Exercise material -
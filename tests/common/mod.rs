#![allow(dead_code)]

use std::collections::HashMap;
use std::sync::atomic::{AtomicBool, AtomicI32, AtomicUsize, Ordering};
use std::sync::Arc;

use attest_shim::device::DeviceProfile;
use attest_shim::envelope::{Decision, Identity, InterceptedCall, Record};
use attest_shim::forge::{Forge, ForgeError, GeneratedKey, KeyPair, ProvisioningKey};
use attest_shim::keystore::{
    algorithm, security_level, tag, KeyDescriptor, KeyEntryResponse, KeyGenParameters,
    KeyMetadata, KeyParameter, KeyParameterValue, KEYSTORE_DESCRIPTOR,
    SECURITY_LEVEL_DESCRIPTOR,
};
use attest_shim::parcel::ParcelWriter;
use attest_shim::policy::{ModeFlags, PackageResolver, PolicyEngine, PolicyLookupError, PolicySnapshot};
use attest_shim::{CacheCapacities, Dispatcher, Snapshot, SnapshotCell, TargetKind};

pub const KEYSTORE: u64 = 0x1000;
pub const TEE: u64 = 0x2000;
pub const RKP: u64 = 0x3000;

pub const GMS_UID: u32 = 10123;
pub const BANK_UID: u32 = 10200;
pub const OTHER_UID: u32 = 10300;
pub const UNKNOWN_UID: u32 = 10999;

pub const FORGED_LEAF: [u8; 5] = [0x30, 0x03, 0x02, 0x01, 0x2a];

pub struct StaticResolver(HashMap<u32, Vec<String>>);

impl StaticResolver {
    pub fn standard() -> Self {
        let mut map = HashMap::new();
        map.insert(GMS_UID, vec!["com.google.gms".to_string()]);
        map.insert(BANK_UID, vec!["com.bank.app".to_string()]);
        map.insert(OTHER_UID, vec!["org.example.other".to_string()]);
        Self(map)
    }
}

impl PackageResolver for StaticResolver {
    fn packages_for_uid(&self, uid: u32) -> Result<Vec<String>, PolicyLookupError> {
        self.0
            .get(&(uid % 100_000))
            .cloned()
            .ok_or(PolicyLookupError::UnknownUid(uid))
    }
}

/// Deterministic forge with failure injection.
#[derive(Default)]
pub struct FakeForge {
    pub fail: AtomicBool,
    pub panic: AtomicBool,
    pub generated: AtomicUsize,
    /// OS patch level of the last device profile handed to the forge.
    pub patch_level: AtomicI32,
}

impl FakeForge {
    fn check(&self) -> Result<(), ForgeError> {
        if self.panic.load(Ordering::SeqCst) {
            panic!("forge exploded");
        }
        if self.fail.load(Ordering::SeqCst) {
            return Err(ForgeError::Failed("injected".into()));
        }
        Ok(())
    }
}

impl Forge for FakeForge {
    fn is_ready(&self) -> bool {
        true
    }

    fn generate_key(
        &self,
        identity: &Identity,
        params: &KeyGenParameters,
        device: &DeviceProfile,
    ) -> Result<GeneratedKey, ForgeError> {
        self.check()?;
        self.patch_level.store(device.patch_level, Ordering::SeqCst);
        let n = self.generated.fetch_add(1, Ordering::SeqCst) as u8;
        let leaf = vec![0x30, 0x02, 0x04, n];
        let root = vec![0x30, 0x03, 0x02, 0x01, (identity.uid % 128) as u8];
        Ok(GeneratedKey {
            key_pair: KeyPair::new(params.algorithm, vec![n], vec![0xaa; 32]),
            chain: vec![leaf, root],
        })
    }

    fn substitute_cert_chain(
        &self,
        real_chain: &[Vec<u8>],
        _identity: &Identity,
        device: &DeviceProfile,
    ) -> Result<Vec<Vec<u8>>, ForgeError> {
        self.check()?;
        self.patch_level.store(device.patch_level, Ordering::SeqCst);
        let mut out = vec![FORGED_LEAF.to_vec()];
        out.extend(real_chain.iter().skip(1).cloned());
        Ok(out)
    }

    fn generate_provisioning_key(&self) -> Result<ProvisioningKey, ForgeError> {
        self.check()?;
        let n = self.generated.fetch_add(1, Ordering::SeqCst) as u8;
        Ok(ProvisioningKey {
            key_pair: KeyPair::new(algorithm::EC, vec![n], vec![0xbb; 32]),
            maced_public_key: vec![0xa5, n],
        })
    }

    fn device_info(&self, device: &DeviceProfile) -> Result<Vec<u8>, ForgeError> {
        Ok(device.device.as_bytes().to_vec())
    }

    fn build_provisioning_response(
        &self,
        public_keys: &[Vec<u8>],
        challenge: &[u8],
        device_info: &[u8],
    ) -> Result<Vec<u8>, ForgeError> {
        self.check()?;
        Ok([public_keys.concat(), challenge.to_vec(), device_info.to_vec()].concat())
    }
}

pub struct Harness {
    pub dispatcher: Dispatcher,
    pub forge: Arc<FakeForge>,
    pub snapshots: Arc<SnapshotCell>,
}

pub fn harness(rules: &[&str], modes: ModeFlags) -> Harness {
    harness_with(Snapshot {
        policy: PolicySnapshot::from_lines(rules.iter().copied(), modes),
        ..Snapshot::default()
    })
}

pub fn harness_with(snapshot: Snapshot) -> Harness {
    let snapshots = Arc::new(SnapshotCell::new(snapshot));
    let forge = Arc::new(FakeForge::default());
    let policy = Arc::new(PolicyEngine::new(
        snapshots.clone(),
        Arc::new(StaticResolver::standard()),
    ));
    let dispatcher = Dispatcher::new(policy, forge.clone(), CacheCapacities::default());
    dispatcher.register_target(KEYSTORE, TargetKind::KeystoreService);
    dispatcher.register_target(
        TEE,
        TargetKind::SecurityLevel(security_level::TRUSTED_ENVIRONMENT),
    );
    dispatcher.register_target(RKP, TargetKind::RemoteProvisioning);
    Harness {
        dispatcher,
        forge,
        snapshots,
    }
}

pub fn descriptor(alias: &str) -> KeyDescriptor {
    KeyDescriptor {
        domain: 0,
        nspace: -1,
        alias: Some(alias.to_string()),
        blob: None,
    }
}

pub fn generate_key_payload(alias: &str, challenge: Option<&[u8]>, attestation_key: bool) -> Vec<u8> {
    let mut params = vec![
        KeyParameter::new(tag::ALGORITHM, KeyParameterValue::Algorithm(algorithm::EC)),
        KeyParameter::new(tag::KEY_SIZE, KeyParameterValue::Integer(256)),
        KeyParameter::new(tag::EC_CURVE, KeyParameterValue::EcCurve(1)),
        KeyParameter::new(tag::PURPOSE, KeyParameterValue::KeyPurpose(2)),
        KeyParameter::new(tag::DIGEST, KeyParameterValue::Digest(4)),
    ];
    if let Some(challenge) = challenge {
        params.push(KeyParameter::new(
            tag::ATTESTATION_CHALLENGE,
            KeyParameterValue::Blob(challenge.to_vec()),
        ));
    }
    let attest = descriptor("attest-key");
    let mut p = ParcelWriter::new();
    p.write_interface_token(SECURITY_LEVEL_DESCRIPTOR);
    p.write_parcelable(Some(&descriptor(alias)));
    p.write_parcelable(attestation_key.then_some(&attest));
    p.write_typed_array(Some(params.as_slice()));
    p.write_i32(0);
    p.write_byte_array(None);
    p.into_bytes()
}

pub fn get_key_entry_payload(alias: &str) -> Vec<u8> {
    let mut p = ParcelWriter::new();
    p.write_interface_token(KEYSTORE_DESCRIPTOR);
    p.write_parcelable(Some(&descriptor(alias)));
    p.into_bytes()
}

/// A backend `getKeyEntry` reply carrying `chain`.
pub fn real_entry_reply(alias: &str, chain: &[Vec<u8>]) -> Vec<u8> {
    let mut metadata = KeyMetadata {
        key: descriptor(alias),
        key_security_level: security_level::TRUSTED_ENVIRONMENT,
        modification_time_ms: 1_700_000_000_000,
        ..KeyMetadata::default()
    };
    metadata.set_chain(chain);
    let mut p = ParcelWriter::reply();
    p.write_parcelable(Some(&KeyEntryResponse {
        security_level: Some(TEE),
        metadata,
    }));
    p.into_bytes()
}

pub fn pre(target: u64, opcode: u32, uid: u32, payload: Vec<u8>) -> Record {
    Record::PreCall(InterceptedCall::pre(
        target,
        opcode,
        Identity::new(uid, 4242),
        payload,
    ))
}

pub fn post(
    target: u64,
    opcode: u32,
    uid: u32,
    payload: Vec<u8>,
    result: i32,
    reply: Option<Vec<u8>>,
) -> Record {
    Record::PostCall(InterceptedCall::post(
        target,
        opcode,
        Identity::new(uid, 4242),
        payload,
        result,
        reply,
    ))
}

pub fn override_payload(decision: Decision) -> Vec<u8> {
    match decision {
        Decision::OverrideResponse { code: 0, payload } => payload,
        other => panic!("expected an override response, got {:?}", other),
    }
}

Activity - The lines above that hold "Record" are the result; show every one of them.

Written reply -
use attest_shim::envelope::{Decision, Identity, InterceptedCall, Record};
pub fn pre(target: u64, opcode: u32, uid: u32, payload: Vec<u8>) -> Record {
    Record::PreCall(InterceptedCall::pre(
) -> Record {
    Record::PostCall(InterceptedCall::post(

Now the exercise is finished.